| Problem statement |
The entries should be given again in full. Alter nothing.
+++ Input +++
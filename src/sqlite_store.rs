//! SQLite-backed [`GalleryStore`] implementation.
//!
//! Classification lists and nested mappings are stored as JSON text
//! columns; timestamps are Unix seconds. The schema's `UNIQUE` constraints
//! enforce deduplication, and a violation surfaces as
//! [`StoreError::Duplicate`].

use anyhow::Result;
use async_trait::async_trait;
use chrono::{DateTime, Utc};
use serde::de::DeserializeOwned;
use sqlx::sqlite::SqliteRow;
use sqlx::{Row, SqlitePool};

use gallery_core::classification::ClassificationResult;
use gallery_core::models::{
    CandidateItem, CrawlerRun, GalleryRecord, GalleryStats, ItemMetadata, ItemStatus, MediaType,
    Moderation, RunCounters, RunStatus, SourceType, StatusUpdate,
};
use gallery_core::store::{GalleryStore, StoreError};
use gallery_core::taxonomy::{ApplicationCategory, ContentType, DeploymentMaturity, SceneType};

use crate::config::Config;
use crate::{db, migrate};

/// SQLite implementation of the [`GalleryStore`] trait.
pub struct SqliteStore {
    pool: SqlitePool,
}

impl SqliteStore {
    pub fn new(pool: SqlitePool) -> Self {
        Self { pool }
    }

    /// Connect to the configured database and bring its schema up to date.
    pub async fn open(config: &Config) -> Result<Self> {
        let pool = db::connect(config).await?;
        migrate::apply(&pool).await?;
        Ok(Self::new(pool))
    }

    pub fn pool(&self) -> &SqlitePool {
        &self.pool
    }
}

const ITEM_COLUMNS: &str = "id, external_id, source_type, source_url, source_name, title, \
    description, thumbnail_url, content_url, media_type, duration_seconds, published_at, \
    metadata_json, application_category, content_type, deployment_maturity, task_types, \
    specific_tasks, scene_type, functional_requirements, environment, application_context, \
    educational_value, relevance_score, confidence, ai_summary, ai_classification, status, \
    crawler_run_id, moderated_at, moderated_by, moderation_notes, rejection_reason, \
    created_at, updated_at";

fn ts_to_datetime(ts: Option<i64>) -> Option<DateTime<Utc>> {
    ts.and_then(|t| DateTime::from_timestamp(t, 0))
}

fn json_column<T: DeserializeOwned + Default>(row: &SqliteRow, column: &str) -> T {
    let raw: String = row.get(column);
    serde_json::from_str(&raw).unwrap_or_default()
}

fn to_json_text<T: serde::Serialize>(value: &T) -> Result<String> {
    Ok(serde_json::to_string(value)?)
}

fn map_insert_error(err: sqlx::Error, record: &GalleryRecord) -> anyhow::Error {
    if let sqlx::Error::Database(db_err) = &err {
        if db_err.is_unique_violation() {
            return StoreError::Duplicate {
                key: format!(
                    "{}:{} ({})",
                    record.item.source_type, record.item.external_id, record.item.source_url
                ),
            }
            .into();
        }
    }
    err.into()
}

fn row_to_record(row: &SqliteRow) -> Result<GalleryRecord> {
    let source_type: String = row.get("source_type");
    let media_type: String = row.get("media_type");
    let status: String = row.get("status");
    let category: String = row.get("application_category");
    let content_type: String = row.get("content_type");
    let maturity: String = row.get("deployment_maturity");
    let scene: Option<String> = row.get("scene_type");
    let metadata: ItemMetadata = json_column(row, "metadata_json");

    let item = CandidateItem {
        external_id: row.get("external_id"),
        source_type: SourceType::parse(&source_type).unwrap_or(SourceType::Other),
        source_url: row.get("source_url"),
        source_name: row.get("source_name"),
        title: row.get("title"),
        description: row.get("description"),
        thumbnail_url: row.get("thumbnail_url"),
        content_url: row.get("content_url"),
        media_type: MediaType::parse(&media_type).unwrap_or(MediaType::Article),
        duration_seconds: row.get("duration_seconds"),
        published_at: ts_to_datetime(row.get("published_at")),
        default_category: None,
        default_tasks: Vec::new(),
        metadata,
    };

    let educational_value: i64 = row.get("educational_value");
    let classification = ClassificationResult {
        content_type: ContentType::parse(&content_type).unwrap_or(ContentType::TechDemo),
        deployment_maturity: DeploymentMaturity::parse(&maturity)
            .unwrap_or(DeploymentMaturity::Unknown),
        application_category: ApplicationCategory::parse(&category)
            .unwrap_or(ApplicationCategory::IndustrialAutomation),
        specific_tasks: json_column(row, "specific_tasks"),
        task_types: json_column(row, "task_types"),
        scene_type: scene.as_deref().and_then(SceneType::parse),
        application_context: json_column(row, "application_context"),
        educational_value: educational_value.clamp(1, 5) as u8,
        functional_requirements: json_column(row, "functional_requirements"),
        environment: json_column(row, "environment"),
        summary: row.get("ai_summary"),
        relevance_score: row.get("relevance_score"),
        confidence: json_column(row, "confidence"),
    };

    let ai_classification: String = row.get("ai_classification");
    let created_at: i64 = row.get("created_at");
    let updated_at: i64 = row.get("updated_at");

    Ok(GalleryRecord {
        id: row.get("id"),
        item,
        classification,
        ai_classification: serde_json::from_str(&ai_classification)?,
        status: ItemStatus::parse(&status).unwrap_or(ItemStatus::Pending),
        crawler_run_id: row.get("crawler_run_id"),
        moderation: Moderation {
            moderated_at: ts_to_datetime(row.get("moderated_at")),
            moderated_by: row.get("moderated_by"),
            notes: row.get("moderation_notes"),
            rejection_reason: row.get("rejection_reason"),
        },
        created_at: ts_to_datetime(Some(created_at)).unwrap_or_else(Utc::now),
        updated_at: ts_to_datetime(Some(updated_at)).unwrap_or_else(Utc::now),
    })
}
+++
| Solution for this task |
filename src/sqlite_store.rs
//! SQLite-backed [`GalleryStore`] implementation.
//!
//! Classification lists and nested mappings are stored as JSON text
//! columns; timestamps are Unix seconds. The schema's `UNIQUE` constraints
//! enforce deduplication, and a violation surfaces as
//! [`StoreError::Duplicate`].

use anyhow::Result;
use async_trait::async_trait;
use chrono::{DateTime, Utc};
use serde::de::DeserializeOwned;
use sqlx::sqlite::SqliteRow;
use sqlx::{Row, SqlitePool};

use gallery_core::classification::ClassificationResult;
use gallery_core::models::{
    CandidateItem, CrawlerRun, GalleryRecord, GalleryStats, ItemMetadata, ItemStatus, MediaType,
    Moderation, RunCounters, RunStatus, SourceType, StatusUpdate,
};
use gallery_core::store::{GalleryStore, StoreError};
use gallery_core::taxonomy::{ApplicationCategory, ContentType, DeploymentMaturity, SceneType};

use crate::config::Config;
use crate::{db, migrate};

/// SQLite implementation of the [`GalleryStore`] trait.
pub struct SqliteStore {
    pool: SqlitePool,
}

impl SqliteStore {
    pub fn new(pool: SqlitePool) -> Self {
        Self { pool }
    }

    /// Connect to the configured database and bring its schema up to date.
    pub async fn open(config: &Config) -> Result<Self> {
        let pool = db::connect(config).await?;
        migrate::apply(&pool).await?;
        Ok(Self::new(pool))
    }

    pub fn pool(&self) -> &SqlitePool {
        &self.pool
    }
}

const ITEM_COLUMNS: &str = "id, external_id, source_type, source_url, source_name, title, \
    description, thumbnail_url, content_url, media_type, duration_seconds, published_at, \
    metadata_json, application_category, content_type, deployment_maturity, task_types, \
    specific_tasks, scene_type, functional_requirements, environment, application_context, \
    educational_value, relevance_score, confidence, ai_summary, ai_classification, status, \
    crawler_run_id, moderated_at, moderated_by, moderation_notes, rejection_reason, \
    created_at, updated_at";

fn ts_to_datetime(ts: Option<i64>) -> Option<DateTime<Utc>> {
    ts.and_then(|t| DateTime::from_timestamp(t, 0))
}

fn json_column<T: DeserializeOwned + Default>(row: &SqliteRow, column: &str) -> T {
    let raw: String = row.get(column);
    serde_json::from_str(&raw).unwrap_or_default()
}

fn to_json_text<T: serde::Serialize>(value: &T) -> Result<String> {
    Ok(serde_json::to_string(value)?)
}

fn map_insert_error(err: sqlx::Error, record: &GalleryRecord) -> anyhow::Error {
    if let sqlx::Error::Database(db_err) = &err {
        if db_err.is_unique_violation() {
            return StoreError::Duplicate {
                key: format!(
                    "{}:{} ({})",
                    record.item.source_type, record.item.external_id, record.item.source_url
                ),
            }
            .into();
        }
    }
    err.into()
}

fn row_to_record(row: &SqliteRow) -> Result<GalleryRecord> {
    let source_type: String = row.get("source_type");
    let media_type: String = row.get("media_type");
    let status: String = row.get("status");
    let category: String = row.get("application_category");
    let content_type: String = row.get("content_type");
    let maturity: String = row.get("deployment_maturity");
    let scene: Option<String> = row.get("scene_type");
    let metadata: ItemMetadata = json_column(row, "metadata_json");

    let item = CandidateItem {
        external_id: row.get("external_id"),
        source_type: SourceType::parse(&source_type).unwrap_or(SourceType::Other),
        source_url: row.get("source_url"),
        source_name: row.get("source_name"),
        title: row.get("title"),
        description: row.get("description"),
        thumbnail_url: row.get("thumbnail_url"),
        content_url: row.get("content_url"),
        media_type: MediaType::parse(&media_type).unwrap_or(MediaType::Article),
        duration_seconds: row.get("duration_seconds"),
        published_at: ts_to_datetime(row.get("published_at")),
        default_category: None,
        default_tasks: Vec::new(),
        metadata,
    };

    let educational_value: i64 = row.get("educational_value");
    let classification = ClassificationResult {
        content_type: ContentType::parse(&content_type).unwrap_or(ContentType::TechDemo),
        deployment_maturity: DeploymentMaturity::parse(&maturity)
            .unwrap_or(DeploymentMaturity::Unknown),
        application_category: ApplicationCategory::parse(&category)
            .unwrap_or(ApplicationCategory::IndustrialAutomation),
        specific_tasks: json_column(row, "specific_tasks"),
        task_types: json_column(row, "task_types"),
        scene_type: scene.as_deref().and_then(SceneType::parse),
        application_context: json_column(row, "application_context"),
        educational_value: educational_value.clamp(1, 5) as u8,
        functional_requirements: json_column(row, "functional_requirements"),
        environment: json_column(row, "environment"),
        summary: row.get("ai_summary"),
        relevance_score: row.get("relevance_score"),
        confidence: json_column(row, "confidence"),
    };

    let ai_classification: String = row.get("ai_classification");
    let created_at: i64 = row.get("created_at");
    let updated_at: i64 = row.get("updated_at");

    Ok(GalleryRecord {
        id: row.get("id"),
        item,
        classification,
        ai_classification: serde_json::from_str(&ai_classification)?,
        status: ItemStatus::parse(&status).unwrap_or(ItemStatus::Pending),
        crawler_run_id: row.get("crawler_run_id"),
        moderation: Moderation {
            moderated_at: ts_to_datetime(row.get("moderated_at")),
            moderated_by: row.get("moderated_by"),
            notes: row.get("moderation_notes"),
            rejection_reason: row.get("rejection_reason"),
        },
        created_at: ts_to_datetime(Some(created_at)).unwrap_or_else(Utc::now),
        updated_at: ts_to_datetime(Some(updated_at)).unwrap_or_else(Utc::now),
    })
}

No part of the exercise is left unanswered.